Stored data
◆ ◆ ◆ ◆ ◆ ◆ ◆
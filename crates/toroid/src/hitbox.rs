use std::cell::Cell;
use std::fmt;
use std::rc::Rc;

use crate::color::HitboxColor;
use crate::ecs::Entity;
use crate::events::{EventKind, InputEvent, EVENT_KIND_COUNT};
use crate::geometry::{BoundingBox, Vec2};
use crate::sprite::SpriteImage;
use crate::surface::HitSurface;

pub const DEFAULT_LAYER: i32 = 0;

#[derive(Debug, Clone, PartialEq, Eq, Hash)]
pub enum HitboxId {
    Key(String),
    Entity(Entity),
}

impl From<&str> for HitboxId {
    fn from(key: &str) -> Self {
        HitboxId::Key(key.to_string())
    }
}

impl From<String> for HitboxId {
    fn from(key: String) -> Self {
        HitboxId::Key(key)
    }
}

impl From<Entity> for HitboxId {
    fn from(entity: Entity) -> Self {
        HitboxId::Entity(entity)
    }
}

impl fmt::Display for HitboxId {
    fn fmt(&self, f: &mut fmt::Formatter<'_>) -> fmt::Result {
        match self {
            HitboxId::Key(key) => f.write_str(key),
            HitboxId::Entity(entity) => write!(f, "entity#{}", entity.0),
        }
    }
}

pub type Callback = Rc<dyn Fn(&InputEvent)>;
pub type BoundsFn = Rc<dyn Fn() -> Option<BoundingBox>>;
pub type HitTestFn = Rc<dyn Fn(Vec2, &HitSurface) -> bool>;

/// Handler table indexed by [`EventKind::index`].
#[derive(Clone, Default)]
pub struct EventCallbacks {
    table: [Option<Callback>; EVENT_KIND_COUNT],
}

impl EventCallbacks {
    pub fn new() -> Self {
        Self::default()
    }

    pub fn on(mut self, kind: EventKind, callback: impl Fn(&InputEvent) + 'static) -> Self {
        self.set(kind, Rc::new(callback));
        self
    }

    pub fn set(&mut self, kind: EventKind, callback: Callback) {
        self.table[kind.index()] = Some(callback);
    }

    /// Runs `callback` after whatever handler `kind` already has.
    pub fn append(&mut self, kind: EventKind, callback: Callback) {
        let slot = &mut self.table[kind.index()];
        *slot = Some(match slot.take() {
            Some(existing) => {
                let chained: Callback = Rc::new(move |event: &InputEvent| {
                    existing(event);
                    callback(event);
                });
                chained
            }
            None => callback,
        });
    }

    pub fn clear(&mut self, kind: EventKind) {
        self.table[kind.index()] = None;
    }

    pub fn get(&self, kind: EventKind) -> Option<&Callback> {
        self.table[kind.index()].as_ref()
    }

    pub fn has(&self, kind: EventKind) -> bool {
        self.table[kind.index()].is_some()
    }

    pub fn is_empty(&self) -> bool {
        self.table.iter().all(Option::is_none)
    }
}

impl fmt::Debug for EventCallbacks {
    fn fmt(&self, f: &mut fmt::Formatter<'_>) -> fmt::Result {
        f.debug_set()
            .entries(
                EventKind::ALL
                    .into_iter()
                    .filter(|kind| self.has(*kind))
                    .map(EventKind::name),
            )
            .finish()
    }
}

/// Metadata shared between a hitbox record and the behavior that owns it.
/// Clones observe the same flags.
#[derive(Debug, Clone, Default)]
pub struct HitboxData {
    is_dragging: Rc<Cell<bool>>,
}

impl HitboxData {
    pub fn new() -> Self {
        Self::default()
    }

    pub fn is_dragging(&self) -> bool {
        self.is_dragging.get()
    }

    pub fn set_dragging(&self, is_dragging: bool) {
        self.is_dragging.set(is_dragging);
    }
}

#[derive(Clone)]
pub struct Hitbox {
    pub id: HitboxId,
    /// Higher layers render later and win overlaps. 0-100 recommended.
    pub layer: i32,
    pub bounding_box: Option<BoundsFn>,
    pub hit_test: Option<HitTestFn>,
    pub color: Option<HitboxColor>,
    pub image: Option<SpriteImage>,
    pub callbacks: EventCallbacks,
    pub data: HitboxData,
}

impl Hitbox {
    pub fn new(id: HitboxId) -> Self {
        Self {
            id,
            layer: DEFAULT_LAYER,
            bounding_box: None,
            hit_test: None,
            color: None,
            image: None,
            callbacks: EventCallbacks::default(),
            data: HitboxData::default(),
        }
    }

    pub fn apply(&mut self, patch: HitboxPatch) {
        let HitboxPatch {
            layer,
            bounding_box,
            hit_test,
            color,
            image,
            callbacks,
            data,
        } = patch;
        if let Some(layer) = layer {
            self.layer = layer;
        }
        if bounding_box.is_some() {
            self.bounding_box = bounding_box;
        }
        if hit_test.is_some() {
            self.hit_test = hit_test;
        }
        if color.is_some() {
            self.color = color;
        }
        if image.is_some() {
            self.image = image;
        }
        if let Some(callbacks) = callbacks {
            self.callbacks = callbacks;
        }
        if let Some(data) = data {
            self.data = data;
        }
    }

    pub fn current_bounds(&self) -> Option<BoundingBox> {
        self.bounding_box.as_ref().and_then(|bounds| bounds())
    }

    /// A record with no spatial definition listens to the whole surface and
    /// only receives events no spatial record claimed.
    pub fn is_global(&self) -> bool {
        self.bounding_box.is_none()
            && self.hit_test.is_none()
            && self.color.is_none()
            && self.image.is_none()
    }

    pub fn callback(&self, kind: EventKind) -> Option<Callback> {
        self.callbacks.get(kind).cloned()
    }
}

impl fmt::Debug for Hitbox {
    fn fmt(&self, f: &mut fmt::Formatter<'_>) -> fmt::Result {
        f.debug_struct("Hitbox")
            .field("id", &self.id)
            .field("layer", &self.layer)
            .field("has_bounding_box", &self.bounding_box.is_some())
            .field("has_hit_test", &self.hit_test.is_some())
            .field("color", &self.color)
            .field("image", &self.image.as_ref().map(SpriteImage::source))
            .field("callbacks", &self.callbacks)
            .field("is_dragging", &self.data.is_dragging())
            .finish()
    }
}

/// Partial update for [`Hitbox::apply`]. Unset fields keep their value.
#[derive(Clone, Default)]
pub struct HitboxPatch {
    pub layer: Option<i32>,
    pub bounding_box: Option<BoundsFn>,
    pub hit_test: Option<HitTestFn>,
    pub color: Option<HitboxColor>,
    pub image: Option<SpriteImage>,
    pub callbacks: Option<EventCallbacks>,
    pub data: Option<HitboxData>,
}

impl HitboxPatch {
    pub fn new() -> Self {
        Self::default()
    }

    pub fn layer(mut self, layer: i32) -> Self {
        self.layer = Some(layer);
        self
    }

    pub fn bounding_box(mut self, bounds: impl Fn() -> Option<BoundingBox> + 'static) -> Self {
        self.bounding_box = Some(Rc::new(bounds));
        self
    }

    pub fn fixed_box(self, bbox: BoundingBox) -> Self {
        self.bounding_box(move || Some(bbox))
    }

    pub fn hit_test(mut self, test: impl Fn(Vec2, &HitSurface) -> bool + 'static) -> Self {
        self.hit_test = Some(Rc::new(test));
        self
    }

    pub fn color(mut self, color: HitboxColor) -> Self {
        self.color = Some(color);
        self
    }

    pub fn image(mut self, image: SpriteImage) -> Self {
        self.image = Some(image);
        self
    }

    pub fn callbacks(mut self, callbacks: EventCallbacks) -> Self {
        self.callbacks = Some(callbacks);
        self
    }

    /// Adds one handler to this patch's table. The table still replaces the
    /// record's table as a whole when applied.
    pub fn on(mut self, kind: EventKind, callback: impl Fn(&InputEvent) + 'static) -> Self {
        self.callbacks
            .get_or_insert_with(EventCallbacks::default)
            .set(kind, Rc::new(callback));
        self
    }

    pub fn data(mut self, data: HitboxData) -> Self {
        self.data = Some(data);
        self
    }
}

impl fmt::Debug for HitboxPatch {
    fn fmt(&self, f: &mut fmt::Formatter<'_>) -> fmt::Result {
        f.debug_struct("HitboxPatch")
            .field("layer", &self.layer)
            .field("bounding_box", &self.bounding_box.is_some())
            .field("hit_test", &self.hit_test.is_some())
            .field("color", &self.color)
            .field("image", &self.image.as_ref().map(SpriteImage::source))
            .field("callbacks", &self.callbacks)
            .finish()
    }
}

#[cfg(test)]
mod tests {
    use std::cell::Cell;

    use super::*;

    #[test]
    fn apply_merges_only_provided_fields() {
        let mut hitbox = Hitbox::new("panel".into());
        hitbox.apply(HitboxPatch::new().layer(5));
        hitbox.apply(HitboxPatch::new().color(HitboxColor::rgb(1, 2, 3)));

        assert_eq!(hitbox.layer, 5);
        assert_eq!(hitbox.color, Some(HitboxColor::rgb(1, 2, 3)));
        assert!(hitbox.bounding_box.is_none());
    }

    #[test]
    fn provided_callbacks_replace_the_whole_table() {
        let mut hitbox = Hitbox::new("panel".into());
        hitbox.apply(HitboxPatch::new().on(EventKind::MouseDown, |_| {}));
        hitbox.apply(HitboxPatch::new().on(EventKind::MouseUp, |_| {}));

        assert!(!hitbox.callbacks.has(EventKind::MouseDown));
        assert!(hitbox.callbacks.has(EventKind::MouseUp));
    }

    #[test]
    fn append_chains_handlers_in_order() {
        let log = Rc::new(std::cell::RefCell::new(Vec::new()));
        let mut callbacks = EventCallbacks::new();
        for label in ["first", "second"] {
            let log = Rc::clone(&log);
            callbacks.append(
                EventKind::MouseMove,
                Rc::new(move |_: &InputEvent| log.borrow_mut().push(label)),
            );
        }
        if let Some(callback) = callbacks.get(EventKind::MouseMove) {
            callback(&InputEvent::pointer(EventKind::MouseMove, 0.0, 0.0));
        }
        assert_eq!(*log.borrow(), ["first", "second"]);
    }

    #[test]
    fn global_classification_considers_every_spatial_field() {
        let mut hitbox = Hitbox::new("canvas".into());
        assert!(hitbox.is_global());
        hitbox.apply(HitboxPatch::new().hit_test(|_, _| true));
        assert!(!hitbox.is_global());

        let mut colored = Hitbox::new("colored".into());
        colored.apply(HitboxPatch::new().color(HitboxColor::rgb(0, 0, 1)));
        assert!(!colored.is_global());
    }

    #[test]
    fn bounds_accessor_is_evaluated_lazily() {
        let visible = Rc::new(Cell::new(false));
        let visible_in_accessor = Rc::clone(&visible);
        let mut hitbox = Hitbox::new("popup".into());
        hitbox.apply(HitboxPatch::new().bounding_box(move || {
            visible_in_accessor
                .get()
                .then(|| BoundingBox::from_rect(0.0, 0.0, 10.0, 10.0))
        }));

        assert!(hitbox.current_bounds().is_none());
        visible.set(true);
        assert!(hitbox.current_bounds().is_some());
    }

    #[test]
    fn data_clones_share_drag_flag() {
        let data = HitboxData::new();
        let shared = data.clone();
        shared.set_dragging(true);
        assert!(data.is_dragging());
    }

    #[test]
    fn entity_ids_display_distinctly_from_keys() {
        assert_eq!(HitboxId::from("btn").to_string(), "btn");
        assert_eq!(HitboxId::from(Entity(7)).to_string(), "entity#7");
        assert_ne!(HitboxId::from("entity#7"), HitboxId::from(Entity(7)));
    }
}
◆ ◆ ◆ ◆ ◆ ◆ ◆
ABOUT THIS TASK:
Your answer must be every line from the entries that contains the string "BoundingBox", copied as it stands.

RESPONSE TO THIS EXERCISE:
use crate::geometry::{BoundingBox, Vec2};
pub type BoundsFn = Rc<dyn Fn() -> Option<BoundingBox>>;
    pub fn current_bounds(&self) -> Option<BoundingBox> {
    pub fn bounding_box(mut self, bounds: impl Fn() -> Option<BoundingBox> + 'static) -> Self {
    pub fn fixed_box(self, bbox: BoundingBox) -> Self {
                .then(|| BoundingBox::from_rect(0.0, 0.0, 10.0, 10.0))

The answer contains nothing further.